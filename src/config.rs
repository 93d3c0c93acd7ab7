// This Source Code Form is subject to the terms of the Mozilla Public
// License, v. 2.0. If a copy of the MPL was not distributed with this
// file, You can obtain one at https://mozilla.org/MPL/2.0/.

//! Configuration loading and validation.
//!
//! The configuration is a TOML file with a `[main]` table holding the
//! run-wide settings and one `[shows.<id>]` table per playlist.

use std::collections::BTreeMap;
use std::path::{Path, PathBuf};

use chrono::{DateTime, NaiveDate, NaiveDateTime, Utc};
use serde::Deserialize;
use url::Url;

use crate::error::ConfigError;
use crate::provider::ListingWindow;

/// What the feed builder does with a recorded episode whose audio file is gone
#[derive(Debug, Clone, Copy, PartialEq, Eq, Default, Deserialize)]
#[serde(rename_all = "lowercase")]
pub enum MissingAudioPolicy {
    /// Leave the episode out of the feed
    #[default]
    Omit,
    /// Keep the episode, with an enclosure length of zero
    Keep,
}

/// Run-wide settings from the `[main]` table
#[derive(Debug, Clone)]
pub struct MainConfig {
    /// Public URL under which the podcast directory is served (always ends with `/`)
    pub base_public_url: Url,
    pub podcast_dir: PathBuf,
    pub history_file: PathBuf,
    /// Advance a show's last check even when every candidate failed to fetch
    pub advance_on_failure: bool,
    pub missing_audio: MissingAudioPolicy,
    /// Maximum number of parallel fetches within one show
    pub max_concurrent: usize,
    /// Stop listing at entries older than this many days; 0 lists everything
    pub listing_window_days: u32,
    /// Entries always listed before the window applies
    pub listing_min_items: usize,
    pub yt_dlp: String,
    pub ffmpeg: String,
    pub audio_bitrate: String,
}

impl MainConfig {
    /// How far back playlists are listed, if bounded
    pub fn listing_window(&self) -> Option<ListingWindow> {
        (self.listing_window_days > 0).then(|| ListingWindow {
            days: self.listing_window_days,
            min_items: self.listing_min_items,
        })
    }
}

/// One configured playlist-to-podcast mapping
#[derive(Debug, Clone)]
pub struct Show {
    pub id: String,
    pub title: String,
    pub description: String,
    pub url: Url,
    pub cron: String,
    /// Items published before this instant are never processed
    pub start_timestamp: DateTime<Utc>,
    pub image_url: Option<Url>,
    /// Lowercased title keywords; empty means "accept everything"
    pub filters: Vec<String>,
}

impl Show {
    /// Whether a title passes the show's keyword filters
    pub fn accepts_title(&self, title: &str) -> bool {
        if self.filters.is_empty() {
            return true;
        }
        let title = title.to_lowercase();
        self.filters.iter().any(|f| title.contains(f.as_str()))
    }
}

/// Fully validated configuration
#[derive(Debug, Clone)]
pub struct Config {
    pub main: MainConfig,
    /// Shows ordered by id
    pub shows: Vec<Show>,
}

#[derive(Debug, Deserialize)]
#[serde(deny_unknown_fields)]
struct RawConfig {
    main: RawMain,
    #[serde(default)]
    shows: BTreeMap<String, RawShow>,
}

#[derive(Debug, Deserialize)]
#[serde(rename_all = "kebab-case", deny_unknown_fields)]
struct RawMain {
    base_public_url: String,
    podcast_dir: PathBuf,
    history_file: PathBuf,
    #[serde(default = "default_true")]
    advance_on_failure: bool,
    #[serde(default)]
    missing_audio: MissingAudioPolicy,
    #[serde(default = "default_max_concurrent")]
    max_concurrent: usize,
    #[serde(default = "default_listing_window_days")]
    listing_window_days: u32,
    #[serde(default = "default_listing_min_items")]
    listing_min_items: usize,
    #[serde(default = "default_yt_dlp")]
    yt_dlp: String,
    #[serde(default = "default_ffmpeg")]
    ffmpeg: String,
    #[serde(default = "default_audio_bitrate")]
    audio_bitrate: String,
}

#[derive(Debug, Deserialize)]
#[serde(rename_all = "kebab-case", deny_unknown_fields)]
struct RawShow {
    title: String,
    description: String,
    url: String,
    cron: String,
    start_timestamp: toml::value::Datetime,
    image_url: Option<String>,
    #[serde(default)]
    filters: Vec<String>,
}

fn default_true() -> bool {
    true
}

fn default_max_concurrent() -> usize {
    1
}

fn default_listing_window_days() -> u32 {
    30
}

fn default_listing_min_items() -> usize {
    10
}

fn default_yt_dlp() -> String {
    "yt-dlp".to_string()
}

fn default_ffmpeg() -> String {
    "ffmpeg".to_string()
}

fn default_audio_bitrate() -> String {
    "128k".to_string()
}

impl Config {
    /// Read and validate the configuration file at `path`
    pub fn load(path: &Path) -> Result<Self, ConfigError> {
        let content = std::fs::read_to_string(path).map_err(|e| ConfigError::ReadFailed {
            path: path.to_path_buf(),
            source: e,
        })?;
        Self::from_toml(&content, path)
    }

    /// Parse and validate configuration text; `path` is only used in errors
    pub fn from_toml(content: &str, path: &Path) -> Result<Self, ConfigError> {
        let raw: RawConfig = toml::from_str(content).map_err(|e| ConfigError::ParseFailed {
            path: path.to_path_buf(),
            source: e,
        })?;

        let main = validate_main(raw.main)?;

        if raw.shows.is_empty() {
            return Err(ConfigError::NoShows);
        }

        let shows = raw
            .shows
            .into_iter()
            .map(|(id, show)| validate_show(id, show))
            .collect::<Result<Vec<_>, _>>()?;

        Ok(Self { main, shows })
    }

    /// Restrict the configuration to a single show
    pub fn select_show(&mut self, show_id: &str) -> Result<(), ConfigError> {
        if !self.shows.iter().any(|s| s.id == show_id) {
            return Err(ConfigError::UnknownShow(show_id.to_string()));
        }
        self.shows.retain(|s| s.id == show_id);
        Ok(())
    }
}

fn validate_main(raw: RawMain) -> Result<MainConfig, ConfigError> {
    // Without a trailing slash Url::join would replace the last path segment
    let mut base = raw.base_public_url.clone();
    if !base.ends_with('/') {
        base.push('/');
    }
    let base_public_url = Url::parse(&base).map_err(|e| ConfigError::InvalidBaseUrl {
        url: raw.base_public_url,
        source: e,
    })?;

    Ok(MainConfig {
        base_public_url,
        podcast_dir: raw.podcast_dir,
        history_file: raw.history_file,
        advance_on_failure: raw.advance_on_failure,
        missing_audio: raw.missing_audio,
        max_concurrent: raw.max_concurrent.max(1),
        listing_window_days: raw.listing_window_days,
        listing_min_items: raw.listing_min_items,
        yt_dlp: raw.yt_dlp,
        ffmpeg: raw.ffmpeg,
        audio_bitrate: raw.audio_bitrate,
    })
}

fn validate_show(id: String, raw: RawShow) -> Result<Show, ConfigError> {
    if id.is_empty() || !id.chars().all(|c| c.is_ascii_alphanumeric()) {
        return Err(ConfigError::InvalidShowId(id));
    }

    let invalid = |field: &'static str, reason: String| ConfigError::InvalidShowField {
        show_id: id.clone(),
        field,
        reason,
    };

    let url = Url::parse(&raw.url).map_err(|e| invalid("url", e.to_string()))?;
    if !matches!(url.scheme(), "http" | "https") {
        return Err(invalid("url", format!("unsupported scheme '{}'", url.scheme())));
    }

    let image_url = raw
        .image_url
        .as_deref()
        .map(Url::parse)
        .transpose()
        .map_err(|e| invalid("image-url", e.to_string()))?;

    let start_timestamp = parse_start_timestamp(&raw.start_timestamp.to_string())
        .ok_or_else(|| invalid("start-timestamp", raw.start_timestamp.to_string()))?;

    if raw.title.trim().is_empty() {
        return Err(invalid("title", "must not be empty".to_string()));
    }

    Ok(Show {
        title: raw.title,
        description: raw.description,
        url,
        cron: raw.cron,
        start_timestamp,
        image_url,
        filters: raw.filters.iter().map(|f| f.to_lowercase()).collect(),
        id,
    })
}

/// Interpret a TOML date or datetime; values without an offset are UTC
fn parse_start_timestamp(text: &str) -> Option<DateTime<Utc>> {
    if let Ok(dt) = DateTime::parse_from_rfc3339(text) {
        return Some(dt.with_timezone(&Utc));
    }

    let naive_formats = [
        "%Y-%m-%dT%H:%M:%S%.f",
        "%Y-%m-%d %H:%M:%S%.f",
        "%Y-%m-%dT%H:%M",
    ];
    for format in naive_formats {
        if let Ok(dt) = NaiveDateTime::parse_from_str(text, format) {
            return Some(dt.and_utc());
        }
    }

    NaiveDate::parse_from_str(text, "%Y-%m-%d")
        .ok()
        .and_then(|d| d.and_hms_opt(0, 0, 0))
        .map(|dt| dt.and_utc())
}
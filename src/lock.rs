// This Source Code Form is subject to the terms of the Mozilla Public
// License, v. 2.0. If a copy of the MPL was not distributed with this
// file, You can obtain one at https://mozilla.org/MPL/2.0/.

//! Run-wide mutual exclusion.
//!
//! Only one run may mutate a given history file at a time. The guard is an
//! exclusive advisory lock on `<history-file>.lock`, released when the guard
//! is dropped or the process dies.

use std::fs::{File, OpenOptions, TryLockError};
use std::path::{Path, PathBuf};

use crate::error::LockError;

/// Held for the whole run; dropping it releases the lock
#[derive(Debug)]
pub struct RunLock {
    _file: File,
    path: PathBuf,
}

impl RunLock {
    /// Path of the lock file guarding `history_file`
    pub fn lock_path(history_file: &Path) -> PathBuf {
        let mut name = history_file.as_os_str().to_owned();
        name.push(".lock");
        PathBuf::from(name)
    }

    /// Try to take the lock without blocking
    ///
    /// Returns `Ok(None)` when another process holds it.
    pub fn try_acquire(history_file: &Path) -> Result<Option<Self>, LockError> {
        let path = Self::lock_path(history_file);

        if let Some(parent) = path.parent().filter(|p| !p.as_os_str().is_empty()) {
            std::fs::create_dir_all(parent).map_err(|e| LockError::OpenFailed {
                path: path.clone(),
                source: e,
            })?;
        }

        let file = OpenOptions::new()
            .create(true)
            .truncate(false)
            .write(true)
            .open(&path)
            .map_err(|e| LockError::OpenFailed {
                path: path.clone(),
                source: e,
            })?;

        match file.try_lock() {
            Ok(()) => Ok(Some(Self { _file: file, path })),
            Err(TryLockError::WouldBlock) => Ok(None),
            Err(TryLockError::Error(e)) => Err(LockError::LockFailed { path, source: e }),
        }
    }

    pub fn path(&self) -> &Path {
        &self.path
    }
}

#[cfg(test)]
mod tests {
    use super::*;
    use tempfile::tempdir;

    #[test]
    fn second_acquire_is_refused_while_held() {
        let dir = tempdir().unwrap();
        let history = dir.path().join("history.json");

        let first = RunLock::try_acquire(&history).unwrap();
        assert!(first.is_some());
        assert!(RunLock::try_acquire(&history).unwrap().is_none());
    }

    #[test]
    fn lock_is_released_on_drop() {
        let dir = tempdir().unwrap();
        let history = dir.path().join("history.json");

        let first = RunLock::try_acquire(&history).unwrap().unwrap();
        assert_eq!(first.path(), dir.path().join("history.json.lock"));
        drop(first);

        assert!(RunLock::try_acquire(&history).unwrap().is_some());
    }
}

→ Activity
Please give back only the lines starting with the one that contains "Err(TryLockError::Error(e)) => Err(LockError::LockFailed" and ending with the last line of the listing, retyped exactly.

→ Exercise solution
            Err(TryLockError::Error(e)) => Err(LockError::LockFailed { path, source: e }),
        }
    }

    pub fn path(&self) -> &Path {
        &self.path
    }
}

#[cfg(test)]
mod tests {
    use super::*;
    use tempfile::tempdir;

    #[test]
    fn second_acquire_is_refused_while_held() {
        let dir = tempdir().unwrap();
        let history = dir.path().join("history.json");

        let first = RunLock::try_acquire(&history).unwrap();
        assert!(first.is_some());
        assert!(RunLock::try_acquire(&history).unwrap().is_none());
    }

    #[test]
    fn lock_is_released_on_drop() {
        let dir = tempdir().unwrap();
        let history = dir.path().join("history.json");

        let first = RunLock::try_acquire(&history).unwrap().unwrap();
        assert_eq!(first.path(), dir.path().join("history.json.lock"));
        drop(first);

        assert!(RunLock::try_acquire(&history).unwrap().is_some());
    }
}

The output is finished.